Optimizing the Classification Performance of Logistic Regression and Fisher'S Discriminant Analyses

Abstract
Logistic regression analysis (LRA) and Fisher's discriminant analysis (FDA) are two of the most popular methodologies for solving classification problems involving a dichotomous class variable and two or more attributes. Like other suboptimal classification methodologies, neither LRA nor FDA explicitly maximizes percentage accuracy in classification (PAC) for the training sample (the sample on which the model is based). A heuristic is described that shows early promise of increasing the PAC of suboptimal models.
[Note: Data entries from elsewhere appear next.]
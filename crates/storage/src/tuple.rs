use std::fmt;
use std::sync::Arc;

use crate::{ColumnType, StorageError, StorageResult, TupleSchema};

/// Width of a serialized row address.
pub const ADDRESS_SIZE: usize = 8;

/// Varchar prefix flag marking a NULL value.
pub const VARCHAR_NULL_FLAG: u8 = 0x80;

/// Stable identity of a stored row. `0` is never handed out.
#[derive(Debug, Clone, Copy, PartialEq, Eq, PartialOrd, Ord, Hash)]
pub struct TupleAddress(pub u64);

impl TupleAddress {
    /// Serializes the address into its fixed-width slot form.
    pub fn to_bytes(self) -> [u8; ADDRESS_SIZE] {
        self.0.to_le_bytes()
    }

    /// Reads an address slot; `None` for short input or the null address.
    pub fn from_bytes(bytes: &[u8]) -> Option<Self> {
        let slot: [u8; ADDRESS_SIZE] = bytes.get(..ADDRESS_SIZE)?.try_into().ok()?;
        match u64::from_le_bytes(slot) {
            0 => None,
            raw => Some(TupleAddress(raw)),
        }
    }
}

impl fmt::Display for TupleAddress {
    fn fmt(&self, f: &mut fmt::Formatter<'_>) -> fmt::Result {
        write!(f, "@{}", self.0)
    }
}

/// A typed column value.
#[derive(Debug, Clone, PartialEq, Eq, Hash)]
pub enum Value {
    Null,
    Integer(i64),
    Timestamp(i64),
    String(String),
}

impl Value {
    pub fn is_null(&self) -> bool {
        matches!(self, Value::Null)
    }

    fn type_name(&self) -> &'static str {
        match self {
            Value::Null => "NULL",
            Value::Integer(_) => "INTEGER",
            Value::Timestamp(_) => "TIMESTAMP",
            Value::String(_) => "VARCHAR",
        }
    }
}

impl fmt::Display for Value {
    fn fmt(&self, f: &mut fmt::Formatter<'_>) -> fmt::Result {
        match self {
            Value::Null => write!(f, "NULL"),
            Value::Integer(v) | Value::Timestamp(v) => write!(f, "{}", v),
            Value::String(s) => write!(f, "{}", s),
        }
    }
}

/// A fixed-layout row image plus the schema describing it.
///
/// Integer and timestamp columns are stored big-endian with the sign bit
/// inverted, so raw column bytes compare in numeric order. NULL integers are
/// the all-zero pattern (the type minimum), which is not a legal value.
/// Varchar columns hold one prefix byte (`VARCHAR_NULL_FLAG` or the byte
/// length) followed by zero-padded data.
#[derive(Debug, Clone, PartialEq)]
pub struct Tuple {
    data: Vec<u8>,
    schema: Arc<TupleSchema>,
    address: Option<TupleAddress>,
}

impl Tuple {
    /// Encodes `values` under `schema`.
    pub fn from_values(schema: Arc<TupleSchema>, values: &[Value]) -> StorageResult<Self> {
        if values.len() != schema.column_count() {
            return Err(StorageError::ColumnCount {
                expected: schema.column_count(),
                found: values.len(),
            });
        }
        let mut data = vec![0u8; schema.tuple_length()];
        for (index, (column, value)) in schema.columns().iter().zip(values).enumerate() {
            let offset = schema.offset(index).unwrap_or_default();
            let width = column.column_type.length();
            let slot = &mut data[offset..offset + width];

            let mismatch = || StorageError::TypeMismatch {
                column: column.name.clone(),
                expected: column.column_type.to_string(),
                found: value.type_name().to_string(),
            };

            match (column.column_type, value) {
                (_, Value::Null) => {
                    if !column.nullable {
                        return Err(StorageError::TypeMismatch {
                            column: column.name.clone(),
                            expected: "NOT NULL".to_string(),
                            found: "NULL".to_string(),
                        });
                    }
                    if let ColumnType::Varchar(_) = column.column_type {
                        slot[0] = VARCHAR_NULL_FLAG;
                    }
                }
                (ColumnType::Varchar(len), Value::String(s)) => {
                    let bytes = s.as_bytes();
                    if bytes.contains(&0) {
                        return Err(StorageError::InvalidString {
                            column: column.name.clone(),
                        });
                    }
                    if bytes.len() > len - 1 {
                        return Err(StorageError::StringTooLong {
                            column: column.name.clone(),
                            len: bytes.len(),
                            capacity: len - 1,
                        });
                    }
                    slot[0] = bytes.len() as u8;
                    slot[1..1 + bytes.len()].copy_from_slice(bytes);
                }
                (ColumnType::Varchar(_), _) => return Err(mismatch()),
                (ColumnType::Timestamp, Value::Timestamp(v) | Value::Integer(v))
                | (
                    ColumnType::TinyInt
                    | ColumnType::SmallInt
                    | ColumnType::Integer
                    | ColumnType::BigInt,
                    Value::Integer(v),
                ) => {
                    if !int_in_range(*v, width) {
                        return Err(StorageError::ValueOutOfRange {
                            column: column.name.clone(),
                            value: *v,
                        });
                    }
                    write_int(slot, *v);
                }
                _ => return Err(mismatch()),
            }
        }
        Ok(Self {
            data,
            schema,
            address: None,
        })
    }

    /// Wraps an existing row image.
    pub fn from_bytes(schema: Arc<TupleSchema>, data: Vec<u8>) -> StorageResult<Self> {
        if data.len() != schema.tuple_length() {
            return Err(StorageError::SchemaMismatch(format!(
                "row image is {} bytes, schema expects {}",
                data.len(),
                schema.tuple_length()
            )));
        }
        Ok(Self {
            data,
            schema,
            address: None,
        })
    }

    /// Returns the same row tagged with a storage address.
    pub fn with_address(mut self, address: TupleAddress) -> Self {
        self.address = Some(address);
        self
    }

    /// Returns the storage address, if the row is stored.
    pub fn address(&self) -> Option<TupleAddress> {
        self.address
    }

    pub fn schema(&self) -> &Arc<TupleSchema> {
        &self.schema
    }

    /// Returns the raw row image.
    pub fn data(&self) -> &[u8] {
        &self.data
    }

    pub fn len(&self) -> usize {
        self.schema.column_count()
    }

    pub fn is_empty(&self) -> bool {
        self.schema.column_count() == 0
    }

    /// Returns the raw bytes of one column, prefix byte included.
    pub fn column_bytes(&self, index: usize) -> Option<&[u8]> {
        let offset = self.schema.offset(index)?;
        let len = self.schema.column_length(index)?;
        self.data.get(offset..offset + len)
    }

    /// Decodes one column.
    pub fn get(&self, index: usize) -> Option<Value> {
        let column = self.schema.column(index)?;
        let bytes = self.column_bytes(index)?;
        let value = match column.column_type {
            ColumnType::Varchar(_) => {
                let prefix = bytes[0];
                if prefix & VARCHAR_NULL_FLAG != 0 {
                    Value::Null
                } else {
                    let end = (1 + prefix as usize).min(bytes.len());
                    Value::String(String::from_utf8_lossy(&bytes[1..end]).into_owned())
                }
            }
            ColumnType::Timestamp => read_int(bytes).map_or(Value::Null, Value::Timestamp),
            _ => read_int(bytes).map_or(Value::Null, Value::Integer),
        };
        Some(value)
    }

    /// Decodes every column.
    pub fn values(&self) -> Vec<Value> {
        (0..self.len()).filter_map(|i| self.get(i)).collect()
    }
}

impl fmt::Display for Tuple {
    fn fmt(&self, f: &mut fmt::Formatter<'_>) -> fmt::Result {
        write!(f, "(")?;
        for (i, value) in self.values().iter().enumerate() {
            if i > 0 {
                write!(f, ", ")?;
            }
            write!(f, "{}", value)?;
        }
        write!(f, ")")
    }
}

fn int_bias(width: usize) -> i128 {
    1i128 << (width * 8 - 1)
}

fn int_in_range(value: i64, width: usize) -> bool {
    let bias = int_bias(width);
    let value = value as i128;
    // the type minimum is the NULL pattern
    value > -bias && value < bias
}

fn write_int(slot: &mut [u8], value: i64) {
    let width = slot.len();
    let biased = (value as i128 + int_bias(width)) as u64;
    slot.copy_from_slice(&biased.to_be_bytes()[8 - width..]);
}

fn read_int(bytes: &[u8]) -> Option<i64> {
    let width = bytes.len();
    let mut buf = [0u8; 8];
    buf[8 - width..].copy_from_slice(bytes);
    match u64::from_be_bytes(buf) {
        0 => None,
        biased => Some((biased as i128 - int_bias(width)) as i64),
    }
}

#[cfg(test)]
mod tests {
    use super::*;
    use crate::ColumnDef;

    fn schema() -> Arc<TupleSchema> {
        Arc::new(
            TupleSchema::new(vec![
                ColumnDef::new("a", ColumnType::SmallInt),
                ColumnDef::new("b", ColumnType::BigInt).nullable(),
                ColumnDef::new("s", ColumnType::Varchar(6)).nullable(),
                ColumnDef::new("ts", ColumnType::Timestamp),
            ])
            .unwrap(),
        )
    }

    #[test]
    fn test_values_survive_layout() {
        let values = vec![
            Value::Integer(-12),
            Value::Null,
            Value::String("hey".into()),
            Value::Timestamp(1_700_000_000),
        ];
        let tuple = Tuple::from_values(schema(), &values).unwrap();
        assert_eq!(tuple.values(), values);
        assert_eq!(tuple.column_bytes(2).unwrap()[0], 3);
        assert_eq!(tuple.column_bytes(1).unwrap(), &[0u8; 8]);
        assert_eq!(tuple.to_string(), "(-12, NULL, hey, 1700000000)");
    }

    #[test]
    fn test_integer_bytes_compare_numerically() {
        let s = schema();
        let encode = |v: i64| {
            let t = Tuple::from_values(
                s.clone(),
                &[Value::Integer(v), Value::Null, Value::Null, Value::Integer(0)],
            )
            .unwrap();
            t.column_bytes(0).unwrap().to_vec()
        };
        let samples = [-32767, -300, -1, 0, 1, 255, 256, 32767];
        for pair in samples.windows(2) {
            assert!(encode(pair[0]) < encode(pair[1]), "{:?}", pair);
        }
    }

    #[test]
    fn test_rejects_bad_values() {
        let s = schema();
        let row = |a: Value, str_val: Value| {
            Tuple::from_values(s.clone(), &[a, Value::Null, str_val, Value::Integer(1)])
        };
        assert!(matches!(
            row(Value::Integer(i16::MIN as i64), Value::Null),
            Err(StorageError::ValueOutOfRange { .. })
        ));
        assert!(matches!(
            row(Value::Integer(40_000), Value::Null),
            Err(StorageError::ValueOutOfRange { .. })
        ));
        assert!(matches!(
            row(Value::Integer(1), Value::String("toolong".into())),
            Err(StorageError::StringTooLong { .. })
        ));
        assert!(matches!(
            row(Value::Integer(1), Value::String("a\0b".into())),
            Err(StorageError::InvalidString { .. })
        ));
        assert!(matches!(
            row(Value::Null, Value::Null),
            Err(StorageError::TypeMismatch { .. })
        ));
        assert!(matches!(
            row(Value::String("x".into()), Value::Null),
            Err(StorageError::TypeMismatch { .. })
        ));
        assert!(matches!(
            Tuple::from_values(s.clone(), &[Value::Integer(1)]),
            Err(StorageError::ColumnCount { .. })
        ));
    }

    #[test]
    fn test_address_slots() {
        let address = TupleAddress(42);
        assert_eq!(TupleAddress::from_bytes(&address.to_bytes()), Some(address));
        assert_eq!(TupleAddress::from_bytes(&[0u8; 8]), None);
        assert_eq!(TupleAddress::from_bytes(&[1, 2]), None);
    }
}
use std::fmt;

use crate::{StorageError, StorageResult};

/// Largest declared varchar length, prefix byte included.
pub const MAX_VARCHAR_LENGTH: usize = 128;

/// Fixed-width column types understood by the row layout.
#[derive(Debug, Clone, Copy, PartialEq, Eq, Hash)]
pub enum ColumnType {
    TinyInt,
    SmallInt,
    Integer,
    BigInt,
    Timestamp,
    /// Declared length including the one-byte length prefix.
    Varchar(usize),
}

impl ColumnType {
    /// Returns the number of bytes the column occupies inside a row.
    pub fn length(&self) -> usize {
        match self {
            ColumnType::TinyInt => 1,
            ColumnType::SmallInt => 2,
            ColumnType::Integer => 4,
            ColumnType::BigInt | ColumnType::Timestamp => 8,
            ColumnType::Varchar(len) => *len,
        }
    }

    /// Returns true for every integer-like column (timestamps included).
    pub fn is_integer(&self) -> bool {
        !matches!(self, ColumnType::Varchar(_))
    }
}

impl fmt::Display for ColumnType {
    fn fmt(&self, f: &mut fmt::Formatter<'_>) -> fmt::Result {
        match self {
            ColumnType::TinyInt => write!(f, "TINYINT"),
            ColumnType::SmallInt => write!(f, "SMALLINT"),
            ColumnType::Integer => write!(f, "INTEGER"),
            ColumnType::BigInt => write!(f, "BIGINT"),
            ColumnType::Timestamp => write!(f, "TIMESTAMP"),
            ColumnType::Varchar(len) => write!(f, "VARCHAR({})", len),
        }
    }
}

/// A named column with its type and nullability.
#[derive(Debug, Clone, PartialEq, Eq)]
pub struct ColumnDef {
    pub name: String,
    pub column_type: ColumnType,
    pub nullable: bool,
}

impl ColumnDef {
    /// Creates a NOT NULL column.
    pub fn new(name: impl Into<String>, column_type: ColumnType) -> Self {
        Self {
            name: name.into(),
            column_type,
            nullable: false,
        }
    }

    /// Marks the column as accepting NULL.
    pub fn nullable(mut self) -> Self {
        self.nullable = true;
        self
    }
}

/// Column layout of a fixed-length row: per-column byte offsets and total width.
#[derive(Debug, Clone, PartialEq, Eq)]
pub struct TupleSchema {
    columns: Vec<ColumnDef>,
    offsets: Vec<usize>,
    length: usize,
}

impl TupleSchema {
    /// Builds a schema, validating varchar lengths.
    pub fn new(columns: Vec<ColumnDef>) -> StorageResult<Self> {
        let mut offsets = Vec::with_capacity(columns.len());
        let mut length = 0;
        for column in &columns {
            if let ColumnType::Varchar(len) = column.column_type
                && !(1..=MAX_VARCHAR_LENGTH).contains(&len)
            {
                return Err(StorageError::SchemaMismatch(format!(
                    "column {} declares VARCHAR({}), allowed 1..={}",
                    column.name, len, MAX_VARCHAR_LENGTH
                )));
            }
            offsets.push(length);
            length += column.column_type.length();
        }
        Ok(Self {
            columns,
            offsets,
            length,
        })
    }

    /// Returns the number of columns.
    pub fn column_count(&self) -> usize {
        self.columns.len()
    }

    /// Returns all column definitions in order.
    pub fn columns(&self) -> &[ColumnDef] {
        &self.columns
    }

    /// Returns the column definition at `index`.
    pub fn column(&self, index: usize) -> Option<&ColumnDef> {
        self.columns.get(index)
    }

    /// Returns the byte offset of a column inside the row image.
    pub fn offset(&self, index: usize) -> Option<usize> {
        self.offsets.get(index).copied()
    }

    /// Returns the declared byte length of a column.
    pub fn column_length(&self, index: usize) -> Option<usize> {
        self.columns.get(index).map(|c| c.column_type.length())
    }

    /// Returns the total row width in bytes.
    pub fn tuple_length(&self) -> usize {
        self.length
    }

    /// True when every column is integer-like.
    pub fn is_integer_only(&self) -> bool {
        self.columns.iter().all(|c| c.column_type.is_integer())
    }

    /// Builds the schema of the given columns, in the given order.
    pub fn project(&self, indices: &[usize]) -> StorageResult<TupleSchema> {
        let mut columns = Vec::with_capacity(indices.len());
        for &index in indices {
            let column = self.columns.get(index).ok_or(StorageError::ColumnCount {
                expected: self.columns.len(),
                found: index + 1,
            })?;
            columns.push(column.clone());
        }
        TupleSchema::new(columns)
    }

    /// Schema made of the first `count` columns.
    pub fn prefix(&self, count: usize) -> TupleSchema {
        let count = count.min(self.columns.len());
        let length = self
            .offsets
            .get(count)
            .copied()
            .unwrap_or(self.length);
        TupleSchema {
            columns: self.columns[..count].to_vec(),
            offsets: self.offsets[..count].to_vec(),
            length,
        }
    }

    /// True when `other` has the same column types as a leading run of `self`.
    pub fn is_prefix_of(&self, other: &TupleSchema) -> bool {
        self.columns.len() <= other.columns.len()
            && self
                .columns
                .iter()
                .zip(other.columns.iter())
                .all(|(a, b)| a.column_type == b.column_type && a.nullable == b.nullable)
    }
}

#[cfg(test)]
mod tests {
    use super::*;

    fn sample() -> TupleSchema {
        TupleSchema::new(vec![
            ColumnDef::new("id", ColumnType::SmallInt),
            ColumnDef::new("flag", ColumnType::TinyInt),
            ColumnDef::new("name", ColumnType::Varchar(30)).nullable(),
            ColumnDef::new("total", ColumnType::BigInt),
        ])
        .unwrap()
    }

    #[test]
    fn test_offsets_and_length() {
        let schema = sample();
        assert_eq!(schema.offset(0), Some(0));
        assert_eq!(schema.offset(1), Some(2));
        assert_eq!(schema.offset(2), Some(3));
        assert_eq!(schema.offset(3), Some(33));
        assert_eq!(schema.tuple_length(), 41);
        assert!(!schema.is_integer_only());
    }

    #[test]
    fn test_project_keeps_requested_order() {
        let schema = sample();
        let key = schema.project(&[3, 0]).unwrap();
        assert_eq!(key.column_count(), 2);
        assert_eq!(key.column(0).unwrap().name, "total");
        assert_eq!(key.offset(1), Some(8));
        assert_eq!(key.tuple_length(), 10);
        assert!(key.is_integer_only());
        assert!(schema.project(&[7]).is_err());
    }

    #[test]
    fn test_prefix_schema() {
        let schema = sample();
        let prefix = schema.prefix(2);
        assert_eq!(prefix.column_count(), 2);
        assert_eq!(prefix.tuple_length(), 3);
        assert!(prefix.is_prefix_of(&schema));
        assert!(!schema.is_prefix_of(&prefix));
    }

    #[test]
    fn test_rejects_oversized_varchar() {
        let err = TupleSchema::new(vec![ColumnDef::new("s", ColumnType::Varchar(129))]);
        assert!(matches!(err, Err(StorageError::SchemaMismatch(_))));
        assert!(TupleSchema::new(vec![ColumnDef::new("s", ColumnType::Varchar(0))]).is_err());
    }
}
The heuristic involves refining the cutpoint used by the suboptimal model to classify observations. This refinement is accomplished by applying univariate optimal discriminant analysis (UniODA) to the predicted response function values obtained by using the suboptimal model for training data. The UniODA cutpoint, rather than the cutpoint of the suboptimal model, is then employed to classify both training and validity (hold-out) data. UniODA-refinement of LRA models is demonstrated by using 12 examples reflecting a variety of substantive areas, including psychology, education, geriatrics, medicine, biology, marketing, and geology. The mean PAC of UniODA- refined LRA was greater than that for nonrefined LRA in both training and validity analyses. UniODA-refmed LRA yielded greater validity PAC than nonrefined LRA in 6 of the 12 examples and lower validity PAC in only 1 of the 12 examples (exactly consistent results emerged for FDA). Discussion focuses on directions for future research.